Search the data for "rest". Each line containing it is to be copied.

__________________________________________________

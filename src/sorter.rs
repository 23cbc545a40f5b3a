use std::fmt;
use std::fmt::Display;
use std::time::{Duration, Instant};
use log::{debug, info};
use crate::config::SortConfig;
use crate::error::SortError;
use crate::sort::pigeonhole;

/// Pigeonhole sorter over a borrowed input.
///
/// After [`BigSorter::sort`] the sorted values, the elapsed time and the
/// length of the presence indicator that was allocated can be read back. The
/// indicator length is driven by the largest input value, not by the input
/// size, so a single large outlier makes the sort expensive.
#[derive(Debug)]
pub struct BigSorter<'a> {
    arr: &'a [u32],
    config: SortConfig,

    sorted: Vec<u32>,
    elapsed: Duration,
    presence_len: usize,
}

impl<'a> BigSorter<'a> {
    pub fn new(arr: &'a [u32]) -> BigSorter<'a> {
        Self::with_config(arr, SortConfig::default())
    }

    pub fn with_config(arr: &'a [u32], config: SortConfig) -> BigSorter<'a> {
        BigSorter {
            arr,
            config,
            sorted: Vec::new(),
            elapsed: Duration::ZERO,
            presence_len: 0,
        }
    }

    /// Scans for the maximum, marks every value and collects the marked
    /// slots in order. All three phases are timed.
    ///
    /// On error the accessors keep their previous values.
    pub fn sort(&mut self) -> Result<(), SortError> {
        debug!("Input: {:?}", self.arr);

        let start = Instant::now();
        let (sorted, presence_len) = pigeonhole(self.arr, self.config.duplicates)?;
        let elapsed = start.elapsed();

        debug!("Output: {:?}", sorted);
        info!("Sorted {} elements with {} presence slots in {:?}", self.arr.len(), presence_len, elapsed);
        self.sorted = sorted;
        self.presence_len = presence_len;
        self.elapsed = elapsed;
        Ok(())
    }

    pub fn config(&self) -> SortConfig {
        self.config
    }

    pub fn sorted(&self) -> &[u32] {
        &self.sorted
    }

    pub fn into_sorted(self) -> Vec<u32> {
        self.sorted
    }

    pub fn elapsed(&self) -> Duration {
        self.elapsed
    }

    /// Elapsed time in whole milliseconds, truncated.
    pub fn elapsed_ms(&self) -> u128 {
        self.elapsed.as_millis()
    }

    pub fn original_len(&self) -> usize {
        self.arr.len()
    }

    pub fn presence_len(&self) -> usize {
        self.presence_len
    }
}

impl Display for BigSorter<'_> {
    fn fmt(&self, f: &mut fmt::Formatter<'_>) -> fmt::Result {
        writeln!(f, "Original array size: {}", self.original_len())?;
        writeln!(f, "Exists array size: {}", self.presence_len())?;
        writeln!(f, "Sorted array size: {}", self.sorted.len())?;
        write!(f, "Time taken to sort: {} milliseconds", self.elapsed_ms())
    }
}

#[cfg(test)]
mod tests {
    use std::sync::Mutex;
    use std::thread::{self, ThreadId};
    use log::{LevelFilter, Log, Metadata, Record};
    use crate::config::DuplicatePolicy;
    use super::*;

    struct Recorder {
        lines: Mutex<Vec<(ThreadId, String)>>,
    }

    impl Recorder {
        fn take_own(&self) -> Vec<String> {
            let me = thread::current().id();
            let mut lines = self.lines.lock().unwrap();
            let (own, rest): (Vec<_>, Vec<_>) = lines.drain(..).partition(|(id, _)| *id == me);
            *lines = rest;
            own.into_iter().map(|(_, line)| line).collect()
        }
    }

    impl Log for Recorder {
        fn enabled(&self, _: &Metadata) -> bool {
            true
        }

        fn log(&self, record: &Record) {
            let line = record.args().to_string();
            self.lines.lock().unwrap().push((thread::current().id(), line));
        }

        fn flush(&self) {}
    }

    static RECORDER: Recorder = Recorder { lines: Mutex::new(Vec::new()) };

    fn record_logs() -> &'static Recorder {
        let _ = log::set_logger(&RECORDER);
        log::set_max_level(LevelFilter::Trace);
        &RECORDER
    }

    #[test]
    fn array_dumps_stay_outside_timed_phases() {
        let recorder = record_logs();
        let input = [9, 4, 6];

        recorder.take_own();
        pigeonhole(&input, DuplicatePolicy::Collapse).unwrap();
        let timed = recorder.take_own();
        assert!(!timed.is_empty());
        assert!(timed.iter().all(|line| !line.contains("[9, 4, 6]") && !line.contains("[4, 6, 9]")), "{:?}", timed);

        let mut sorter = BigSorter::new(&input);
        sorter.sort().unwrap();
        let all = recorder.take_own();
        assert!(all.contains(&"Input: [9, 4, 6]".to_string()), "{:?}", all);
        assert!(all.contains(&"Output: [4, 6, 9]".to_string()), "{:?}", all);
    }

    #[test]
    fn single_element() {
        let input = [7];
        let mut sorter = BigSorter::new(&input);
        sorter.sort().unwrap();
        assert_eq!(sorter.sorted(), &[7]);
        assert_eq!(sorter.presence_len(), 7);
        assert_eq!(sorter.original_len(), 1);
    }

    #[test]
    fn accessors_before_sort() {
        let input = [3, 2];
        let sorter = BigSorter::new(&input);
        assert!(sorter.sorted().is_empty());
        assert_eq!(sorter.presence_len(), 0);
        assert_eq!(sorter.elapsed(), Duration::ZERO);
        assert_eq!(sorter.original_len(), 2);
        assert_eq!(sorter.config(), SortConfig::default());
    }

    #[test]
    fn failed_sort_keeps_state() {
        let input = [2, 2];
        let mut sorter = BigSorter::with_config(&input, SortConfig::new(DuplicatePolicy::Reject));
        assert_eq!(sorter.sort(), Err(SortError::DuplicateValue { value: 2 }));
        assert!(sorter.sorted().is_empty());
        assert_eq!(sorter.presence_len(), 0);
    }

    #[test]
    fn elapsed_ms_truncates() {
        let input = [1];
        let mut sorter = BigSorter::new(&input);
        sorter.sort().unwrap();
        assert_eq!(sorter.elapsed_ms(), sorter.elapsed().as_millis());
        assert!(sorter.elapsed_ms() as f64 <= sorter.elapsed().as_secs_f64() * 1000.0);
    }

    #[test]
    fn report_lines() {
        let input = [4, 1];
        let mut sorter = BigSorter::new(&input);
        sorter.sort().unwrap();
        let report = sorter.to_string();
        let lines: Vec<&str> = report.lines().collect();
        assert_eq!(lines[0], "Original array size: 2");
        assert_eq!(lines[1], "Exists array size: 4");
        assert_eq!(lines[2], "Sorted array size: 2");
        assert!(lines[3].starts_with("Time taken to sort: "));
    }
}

__________________________________________________

## OUTPUT BELOW
            let (own, rest): (Vec<_>, Vec<_>) = lines.drain(..).partition(|(id, _)| *id == me);
            *lines = rest;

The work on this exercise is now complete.